Fort Campbell Garrison Commander Col. James "Rob" Salome commended the Soldiers for their initiative to participate in a growing field. This training, coupled with the graduates' Army experience, make for a winning combination in the civilian workforce, he said. "You bring a lot to the table," Salome said. "It's a lot more than the technical skills you've learned for the past few months. … I would rival anybody to try and match you pound-for-pound for the amount of experience you have when it comes to leadership [gleaned from the Army]."

Mechatronics graduates can become entry-level technicians, integration engineers and quality program engineers at places such as Hankook Tire and Akebono Brake Corp. Reginald Gardner, Nashville State's dean of computer and engineering technologies, called the first 16-week class a "success story" with a 96 percent graduation rate. Nashville State received some $992,000 in LEAP grant funding to provide for the specialized mechatronics equipment needed for instruction at Fort Campbell and a local high school.

"We're excited about this new program and its accelerated format, because it allows us to develop professionals in the mechatronics field and to also provide qualified and talented resources to local companies who have demonstrated a workforce shortage," he said.
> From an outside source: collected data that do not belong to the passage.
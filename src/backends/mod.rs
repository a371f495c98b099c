//! Store backends implementing the flat key-value contract the cache is
//! built on.
//!
//! A backend exposes exactly the primitive operations the cache layer
//! depends on: flat key/value commands plus list commands for the tag
//! indexes. Nothing else is forwarded to the underlying client.

use async_trait::async_trait;
use chrono::{DateTime, Utc};

use crate::error::Result;

pub mod async_redis;
pub mod memory;

pub use async_redis::RedisBackend;
pub use memory::MemoryBackend;

/// The enumerated set of store operations the cache layer is built on.
///
/// Any store exposing equivalents of `GET`, `MGET`, `SET`, `MSET`, `DEL`,
/// `EXPIREAT`, `EXISTS`, `LPUSH`, `LRANGE`, `FLUSHDB` and `PING` suffices.
/// All operations are single request/response round-trips; the store offers
/// no transactions across keys and none are assumed here.
#[async_trait]
pub trait Backend: Send + Sync {
    /// Fetch a raw value. A missing key is `None`, never an error.
    async fn get(&self, key: &str) -> Result<Option<Vec<u8>>>;

    /// Batched fetch. The reply carries exactly one slot per requested key,
    /// in request order, with `None` for missing keys.
    async fn mget(&self, keys: &[String]) -> Result<Vec<Option<Vec<u8>>>>;

    /// Write a raw value with no expiration.
    async fn set(&self, key: &str, value: &[u8]) -> Result<()>;

    /// Write several raw values with no expiration.
    async fn mset(&self, items: &[(String, Vec<u8>)]) -> Result<()>;

    /// Remove a key. `true` iff the key existed and was removed.
    async fn del(&self, key: &str) -> Result<bool>;

    /// Set an absolute expiration instant on an existing key.
    /// `false` when the key does not exist.
    async fn expire_at(&self, key: &str, at: DateTime<Utc>) -> Result<bool>;

    /// Check whether a key currently exists.
    async fn exists(&self, key: &str) -> Result<bool>;

    /// Push a member onto the list at `key`, creating the list if absent.
    async fn lpush(&self, key: &str, member: &str) -> Result<()>;

    /// Read a closed index range of list members; `0, -1` reads the whole
    /// list. A missing list reads as empty.
    async fn lrange(&self, key: &str, start: isize, stop: isize) -> Result<Vec<String>>;

    /// Destructive: clear the entire keyspace.
    async fn flushdb(&self) -> Result<()>;

    /// Liveness probe.
    async fn ping(&self) -> Result<()>;
}
//! Data models for flight log records.
//!
//! Display implementations live in [`crate::display`] so the models stay plain
//! data.

pub mod owner;
pub mod record;
pub mod stats;


pub use owner::Owner;
pub use record::{FlightLogRecord, NewFlightLog, RecordId, DEFAULT_DURATION};
pub use stats::{FlightStats, VehicleUsage};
Programs such as this one were designed with the hope of creating a skilled workforce in the region. Mike Krause works in Tennessee Gov. Bill Haslam's office as the executive director of Tennessee Promise and Drive to 55. He served at Fort Campbell during his eight-year stint with the Army and Tennessee Army National Guard. As a former Soldier who navigated the transition to civilian life successfully, Krause spoke about the importance of a college education as a "passport" to success.

"You guys are about to enter a world that few people can ever imagine," Krause said. "Because you have now the perfect combination of technical skill, which is what this credential has provided you, with [the] poise and leadership that the Army has provided you."

Krause said college is no longer defined as four-year bachelor's degree. Technical skills and a prepared workforce are essential to drawing industries to the Middle Tennessee region, Krause added, as evidenced by negotiations with Hankook Tire.

"In the old days, we would have talked to them about land deals and tax incentives," he said. "They don't want to talk about that anymore. They wanted to talk about a prepared workforce. How many people in Clarksville, Montgomery County, can go to work in this industry tomorrow?"

Sergeant Rusty Smith will medically retire after seven years in the Army, Monday. The wheeled vehicle mechanic said multiple companies already expressed interest in hiring him. The Soldier is waiting to accept the right offer, as he plans to stay local and hopes to obtain his Level II mechatronics certification. Smith spoke on behalf of the other graduates during Friday's commencement.

"…. Mechatronics is a combination of many disciplines, to include electrical engineering and maintenance, mechanical engineering and maintenance, hydraulic and pneumatic maintenance and computer control and maintenance," Smith said. "Most of us in this course are some sort of military support, whether that be wheel mechanics, track mechanics, rotary wing mechanics, weapons maintenance [or] radar repair. This course takes our years of experience and hard work and gives us a solid foundation to continue our mission in ensuring that the industries can continue to supply the world in [its] needs."

Thirty-four Soldiers are registered for the spring semester, with morning, afternoon and night class options. A few remaining slots are available to transitioning Soldiers, said Army Continuing Education System Career Skills Program Coordinator Teresa K. English. The next class begins Jan. 19. Nashville State will offer a 10-week summer program at Fort Campbell's Education Center as well. For more information about the mechatronics program, call 270-412-0736.

"We are very excited that we're growing and increasing the opportunities for Soldiers as they transition out of the Army," English said.